Sama seperti krisis keuangan 2008, pandemi covid-19 juga kelihatannya akan membuat suara kelompok masyarakat semakin diperhitungkan. Akibatnya, tuntutan para pemangku kepentingan untuk berpartisipasi dalam agenda reformasi pajak akan semakin banyak (Lang, 2016). Walau lebih menjamin akseptabilitas, reformasi pajak yang berupaya mengakomodasi berbagai kepentingan bisa menghasilkan sistem pajak yang lebih kompleks.

Kelima, kompetisi pajak. Krisis keuangan global 2008 maupun covid-19 pada intinya sama-sama berakibat buruk bagi perekonomian. Peran aktif sektor swasta dan aliran modal ke dalam negeri menjustifikasi kebutuhan mendorong daya saing (competitiveness) di tingkat global, termasuk melalui instrumen pajak (OECD, 2018).

Perubahan sistem pajak, gelontoran insentif, penurunan tarif baik PPh badan serta tarif pajak atas kapital tetap jadi favorit dan terus meningkat. Insentif pajak litbang dan untuk tujuan penyerapan tenaga kerja diprediksi akan menjadi menu andalan banyak negara.
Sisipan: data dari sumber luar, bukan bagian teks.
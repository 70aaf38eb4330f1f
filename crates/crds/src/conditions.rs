//! Lifecycle condition shared by all fabric CRD status types

use schemars::JsonSchema;
use serde::{Deserialize, Serialize};

/// Lifecycle condition of a fabric-managed resource
///
/// Absent status means the remote object has never been observed. The
/// condition is only mutated after a completed Observe/Create/Update pass.
#[derive(Debug, Clone, Serialize, Deserialize, JsonSchema, PartialEq, Default)]
#[serde(rename_all = "PascalCase")]
pub enum Condition {
    /// A create has been issued but the object has not yet been observed
    #[default]
    Creating,
    /// The remote object exists and was observed this pass
    Available,
    /// A delete has been issued against the remote object
    Deleting,
    /// The last pass failed; `message` carries the operator-facing detail
    Failed,
}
Khusus atas situasi pasca covid-19, kompetisi pajak juga turut melibatkan jargon kedaulatan fiskal. Di masa mendatang, kebijakan pajak yang melindungi kepentingan nasional dan bersifat unilateral bakal tak terbendung.

Keenam, tren global tax governance. Krisis 2008 telah mendorong terwujudnya tata kelola pajak yang semakin baik di tingkat global (Dietsch dan Rixen, 2016). Program transparansi lewat pertukaran informasi dan kerjasama melawan penghindaran pajak melalui base erosion and profit shifting (BEPS) menjadi tonggak penting agenda pajak global. Kedua program tersebut didukung pula oleh empat organisasi internasional – OECD, UN, IMF, dan World Bank – dalam platform for collaboration on tax.
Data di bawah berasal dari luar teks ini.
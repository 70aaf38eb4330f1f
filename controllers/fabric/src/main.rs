//! Fabric Controller
//!
//! Unified controller for managing all fabric-related CRDs:
//! - Vrf: tenant-scoped routing contexts
//! - BridgeDomain: layer-2 flood domains (reference a Vrf)
//! - ApplicationProfile: containers for endpoint groups
//! - EndpointGroup: workload attachment points (reference a BridgeDomain)
//!
//! This controller ensures GitOps-style management of fabric network objects.

mod connector;
mod controller;
mod engine;
mod error;
mod reconciler;
mod watcher;

use crate::connector::Connector;
use crate::error::ControllerError;
use controller::Controller;
use std::env;
use tracing::info;

#[tokio::main]
async fn main() -> Result<(), ControllerError> {
    tracing_subscriber::fmt::init();

    info!("Starting fabric controller");

    // Load configuration from environment variables
    let credentials = env::var("FABRIC_CREDENTIALS").map_err(|_| {
        ControllerError::InvalidConfig(
            "FABRIC_CREDENTIALS environment variable is required".to_string(),
        )
    })?;
    let namespace = env::var("WATCH_NAMESPACE").ok();

    let connector = Connector::from_payload(credentials.as_bytes())?;

    info!("Configuration:");
    info!("  Namespace: {}", namespace.as_deref().unwrap_or("all namespaces"));

    // Initialize and run controller
    let controller = Controller::new(connector, namespace).await?;
    controller.run().await?;

    Ok(())
}
//! EndpointGroup kind descriptor
//!
//! Nested one level deeper than the other kinds: the DN runs through the
//! owning application profile. The bridge domain reference travels through
//! the relation child, like the bridge domain's own VRF reference.

use crate::engine::ManagedKind;
use crds::{EndpointGroup, EndpointGroupSpec};
use fabric_client::{CLASS_ENDPOINT_GROUP, Dn, ObjectAttributes, RELATION_EPG_TO_BD, RelationKind};
use serde_json::json;

impl ManagedKind for EndpointGroup {
    const KIND: &'static str = "EndpointGroup";
    const CLASS: &'static str = CLASS_ENDPOINT_GROUP;

    type Params = EndpointGroupSpec;

    fn dn(params: &EndpointGroupSpec) -> Dn {
        Dn::endpoint_group(&params.tenant, &params.application_profile, &params.name)
    }

    fn payload(params: &EndpointGroupSpec) -> ObjectAttributes {
        [
            ("name".to_string(), json!(params.name)),
            ("prefGrMemb".to_string(), json!(params.prefered_group)),
        ]
        .into_iter()
        .collect()
    }

    fn relation() -> Option<RelationKind> {
        Some(RELATION_EPG_TO_BD)
    }

    fn relation_target(params: &EndpointGroupSpec) -> Option<&str> {
        Some(&params.bridge_domain)
    }

    fn observed(
        desired: &EndpointGroupSpec,
        attributes: &ObjectAttributes,
        relation: Option<&str>,
    ) -> EndpointGroupSpec {
        EndpointGroupSpec {
            name: desired.name.clone(),
            tenant: desired.tenant.clone(),
            application_profile: desired.application_profile.clone(),
            bridge_domain: relation.unwrap_or_default().to_string(),
            prefered_group: attributes.get_or_default("prefGrMemb").to_string(),
        }
    }
}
Pada masa yang akan datang, sentimen secara global akan memasuki fase baru yang mengarah kepada distribusi pajak yang lebih adil. Embrio dari filosofi tersebut pada hakikatnya telah tampak dari pilar 1 dan pilar 2 proposal pajak digital. Prediksi penting lainnya, dominasi OECD lambat laun berkurang dan bergeser kepada G20 dan emerging economies lainnya (Brauner dan Pistone, 2015).

Ketujuh, terobosan. Sama halnya dengan krisis 2008, setelah pandemi covid-19 ini usai, akan banyak diskusi menyoal terobosan dalam menambal penerimaan. Mau tidak mau perdebatan tersebut juga turut mempertanyakan mengenai siapa pihak yang selama ini belum patuh dan belum cukup berpartisipasi dalam pembayaran pajak. Sepuluh tahun yang lalu jawabannya ialah perusahaan multinasional. Ke depan, jawabannya bisa jadi high net worth individual (HNWI).

Isu ketimpangan akan jadi pemicunya (Vanistendael,2020). Pengalaman dari krisis sebelumnya menunjukkan dampak bagi ketimpangan, baik penghasilan dan aset, kian melebar. Penyesuaian threshold bagi kelompok berpenghasilan rendah, tarif progresif PPh orang pribadi, maupun pajak yang berbasis atas kekayaan akan semakin dipertimbangkan. Isu mengenai daftar dan pajak atas kekayaan global yang diperjuangkan oleh lembaga swadaya masyarakat (LSM) juga layak dicermati.

Kedelapan, strategi otoritas pajak untuk meningkatkan kepatuhan. Pandemi covid-19 memberikan pelajaran penting bagi seluruh otoritas pajak yaitu kesiapan administrasi pajak berbasis teknologi informasi (TI).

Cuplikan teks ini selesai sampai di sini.